▶ _EXERCISE MATERIAL_
/// Frames sent by the media stream.
#[derive(Debug, Deserialize)]
#[serde(tag = "event", rename_all = "lowercase")]
pub enum InboundEvent {
    Connected {
        #[serde(default)]
        protocol: Option<String>,
    },
    Start {
        #[serde(rename = "streamSid")]
        stream_sid: String,
    },
    Media {
        media: MediaPayload,
    },
    Mark {
        #[serde(default)]
        mark: Option<MarkPayload>,
    },
    Stop {},
}

#[derive(Debug, Deserialize, Serialize)]
pub struct MediaPayload {
    pub payload: String,
}

#[derive(Debug, Deserialize)]
pub struct MarkPayload {
    pub name: String,
}

/// Frames we send back.
#[derive(Debug, Serialize)]
#[serde(tag = "event", rename_all = "lowercase")]
enum OutboundEvent<'a> {
    Media {
        #[serde(rename = "streamSid")]
        stream_sid: &'a str,
        media: MediaPayload,
    },
    Clear {
        #[serde(rename = "streamSid")]
        stream_sid: &'a str,
    },
}

/// Decode one inbound `media` payload into PCM16 LE.
fn decode_media(payload: &str) -> Result<PcmChunk, String> {
    let ulaw = BASE64
        .decode(payload)
        .map_err(|e| format!("invalid base64 payload: {}", e))?;
    Ok(ulaw_to_pcm16(&ulaw))
}

/// Encode PCM16 LE as an outbound `media` frame.
fn encode_media(stream_sid: &str, pcm: &[u8]) -> Result<String, String> {
    let ulaw = pcm16_to_ulaw(pcm)?;
    let event = OutboundEvent::Media {
        stream_sid,
        media: MediaPayload {
            payload: BASE64.encode(ulaw),
        },
    };
    serde_json::to_string(&event).map_err(|e| e.to_string())
}

/// Synthesized audio headed for the caller.
#[derive(Message)]
#[rtype(result = "()")]
struct OutboundAudio(PcmChunk);

/// Drop whatever the caller's side has buffered.
#[derive(Message)]
#[rtype(result = "()")]
struct ClearPlayback;

/// The session's view of this connection.
///
/// Audio is refused until the `start` event has named the stream, since an
/// outbound frame without a `streamSid` would be discarded by the peer.
pub struct MediaStreamTransport {
    addr: Addr<MediaStreamSocket>,
    stream_started: Arc<AtomicBool>,
}

impl MediaStreamTransport {
    fn new(addr: Addr<MediaStreamSocket>, stream_started: Arc<AtomicBool>) -> Self {
        Self {
            addr,
            stream_started,
        }
    }
}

▶ _WORK INSTRUCTION_
How many lines in the records contain the word "enum"? Answer with the number alone.

▶ _SOLVED EXERCISE_
2